Exercise data:
//! 14-bit NRPN messages over Control Change.
//!
//! An NRPN is four Control Change messages: CC 99 and CC 98 carry the
//! address MSB and LSB, CC 6 and CC 38 the value MSB and LSB. Some devices
//! abbreviate by omitting unchanged bytes; the Hydrasynth never does, and
//! expects the same in return, so a value is only complete once its CC 38
//! has arrived.

use log::trace;
use midi_control::{Channel, ControlEvent, MidiMessage};

pub const CC_ADDRESS_MSB: u8 = 99;
pub const CC_ADDRESS_LSB: u8 = 98;
pub const CC_VALUE_MSB: u8 = 6;
pub const CC_VALUE_LSB: u8 = 38;

#[derive(Clone, Copy, Debug, PartialEq, Eq, Hash)]
pub struct Nrpn {
    pub address: u16,
    pub value: u16,
}

impl Nrpn {
    pub fn new(address: u16, value: u16) -> Self {
        Nrpn {
            address: address & 0x3FFF,
            value: value & 0x3FFF,
        }
    }

    /// The four Control Change messages, in transmission order.
    pub fn to_midi_messages(&self, channel: u8) -> [MidiMessage; 4] {
        let ch = midi_channel(channel);
        let cc = |control: u8, value: u16| {
            MidiMessage::ControlChange(
                ch,
                ControlEvent {
                    control,
                    value: value as u8 & 0x7F,
                },
            )
        };
        [
            cc(CC_ADDRESS_MSB, self.address >> 7),
            cc(CC_ADDRESS_LSB, self.address),
            cc(CC_VALUE_MSB, self.value >> 7),
            cc(CC_VALUE_LSB, self.value),
        ]
    }

    /// Raw MIDI bytes for each of the four messages.
    pub fn to_midi(&self, channel: u8) -> Vec<Vec<u8>> {
        self.to_midi_messages(channel)
            .into_iter()
            .map(midi_bytes)
            .collect()
    }
}

/// Raw bytes of one channel message. `midi_control` pads program change
/// and channel pressure to three bytes; the extra zero would be read as a
/// second message under running status, so it is dropped.
pub fn midi_bytes(msg: MidiMessage) -> Vec<u8> {
    let mut bytes = Vec::<u8>::from(msg);
    if matches!(bytes.first().map(|s| s & 0xF0), Some(0xC0 | 0xD0)) {
        bytes.truncate(2);
    }
    bytes
}

/// Maps a 1-based channel number onto `midi_control`'s channel enum.
/// Out-of-range numbers are clamped.
pub fn midi_channel(channel: u8) -> Channel {
    const CHANNELS: [Channel; 16] = [
        Channel::Ch1,
        Channel::Ch2,
        Channel::Ch3,
        Channel::Ch4,
        Channel::Ch5,
        Channel::Ch6,
        Channel::Ch7,
        Channel::Ch8,
        Channel::Ch9,
        Channel::Ch10,
        Channel::Ch11,
        Channel::Ch12,
        Channel::Ch13,
        Channel::Ch14,
        Channel::Ch15,
        Channel::Ch16,
    ];
    CHANNELS[usize::from(channel.clamp(1, 16) - 1)]
}

/// Bank select followed by a program change. The synth selects single
/// patches by bank LSB (CC 32) alone.
pub fn bank_and_program(channel: u8, bank: u8, program: u8) -> Vec<Vec<u8>> {
    let ch = midi_channel(channel);
    [
        MidiMessage::ControlChange(
            ch,
            ControlEvent {
                control: 32,
                value: bank & 0x7F,
            },
        ),
        MidiMessage::ProgramChange(ch, program & 0x7F),
    ]
    .into_iter()
    .map(midi_bytes)
    .collect()
}

/// Assembles NRPNs from a stream of incoming MIDI messages on one channel.
#[derive(Debug)]
pub struct NrpnParser {
    channel: Channel,
    address_msb: Option<u8>,
    address_lsb: Option<u8>,
    value_msb: Option<u8>,
}

impl NrpnParser {
    pub fn new(channel: u8) -> Self {
        NrpnParser {
            channel: midi_channel(channel),
            address_msb: None,
            address_lsb: None,
            value_msb: None,
        }
    }

    /// Feeds one raw MIDI message. Returns a complete NRPN when this message
    /// was its final value byte.
    pub fn feed(&mut self, msg: &[u8]) -> Option<Nrpn> {
        match MidiMessage::from(msg) {
            MidiMessage::ControlChange(ch, ControlEvent { control, value }) if ch == self.channel => {
                self.control(control, value)
            }
            _ => None,
        }
    }

    fn control(&mut self, control: u8, value: u8) -> Option<Nrpn> {
        match control {
            CC_ADDRESS_MSB => {
                self.address_msb = Some(value);
                self.address_lsb = None;
                self.value_msb = None;
            }
            CC_ADDRESS_LSB => {
                self.address_lsb = Some(value);
                self.value_msb = None;
            }
            CC_VALUE_MSB => self.value_msb = Some(value),
            CC_VALUE_LSB => {
                if let (Some(am), Some(al), Some(vm)) =
                    (self.address_msb, self.address_lsb, self.value_msb.take())
                {
                    let nrpn = Nrpn::new(
                        u16::from(am) << 7 | u16::from(al),
                        u16::from(vm) << 7 | u16::from(value),
                    );
                    trace!("received {nrpn:?}");
                    return Some(nrpn);
                }
            }
            _ => {}
        }
        None
    }
}

#[cfg(test)]
mod tests {
    use super::*;

    #[test]
    fn four_control_changes() {
        let msgs = Nrpn::new(0x3F * 128 + 0x57, 0x0123).to_midi(2);
        assert_eq!(
            msgs,
            vec![
                vec![0xB1, 99, 0x3F],
                vec![0xB1, 98, 0x57],
                vec![0xB1, 6, 0x02],
                vec![0xB1, 38, 0x23],
            ]
        );
    }

    #[test]
    fn parser_needs_all_four() {
        let mut p = NrpnParser::new(1);
        let sent = Nrpn::new(0x41 * 128 + 0x6E, 4000);
        let msgs = sent.to_midi(1);
        assert_eq!(p.feed(&msgs[0]), None);
        assert_eq!(p.feed(&msgs[1]), None);
        // A value LSB with no MSB yet is not a complete message.
        assert_eq!(p.feed(&msgs[3]), None);
        assert_eq!(p.feed(&msgs[2]), None);
        assert_eq!(p.feed(&msgs[3]), Some(sent));
        // Nor can the address be reused without a fresh value MSB.
        assert_eq!(p.feed(&msgs[3]), None);
    }

    #[test]
    fn parser_ignores_other_traffic() {
        let mut p = NrpnParser::new(1);
        let sent = Nrpn::new(0x3E * 128 + 0x01, 0x02 * 128 + 0x10);
        let msgs = sent.to_midi(1);
        let noise = [vec![0x90, 60, 100], vec![0xB2, 6, 1], vec![0xB0, 7, 99]];
        let mut got = None;
        for (m, n) in msgs.iter().zip(noise.iter().cycle()) {
            assert_eq!(p.feed(n), None);
            got = p.feed(m);
        }
        assert_eq!(got, Some(sent));
    }

    #[test]
    fn patch_change_uses_bank_lsb() {
        assert_eq!(
            bank_and_program(3, 4, 127),
            vec![vec![0xB2, 32, 4], vec![0xC2, 127]]
        );
    }

    #[test]
    fn program_change_is_two_bytes() {
        let bytes = midi_bytes(MidiMessage::ProgramChange(Channel::Ch1, 9));
        assert_eq!(bytes, vec![0xC0, 9]);
        let cc = MidiMessage::ControlChange(Channel::Ch4, ControlEvent { control: 7, value: 100 });
        assert_eq!(midi_bytes(cc), vec![0xB3, 7, 100]);
    }

    #[test]
    fn channels_are_clamped() {
        assert_eq!(midi_channel(0), Channel::Ch1);
        assert_eq!(midi_channel(16), Channel::Ch16);
        assert_eq!(midi_channel(40), Channel::Ch16);
    }
}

Your goal: Your answer should consist of each line above in which "noise" appears.

Problem solution:
        let noise = [vec![0x90, 60, 100], vec![0xB2, 6, 1], vec![0xB0, 7, 99]];
        for (m, n) in msgs.iter().zip(noise.iter().cycle()) {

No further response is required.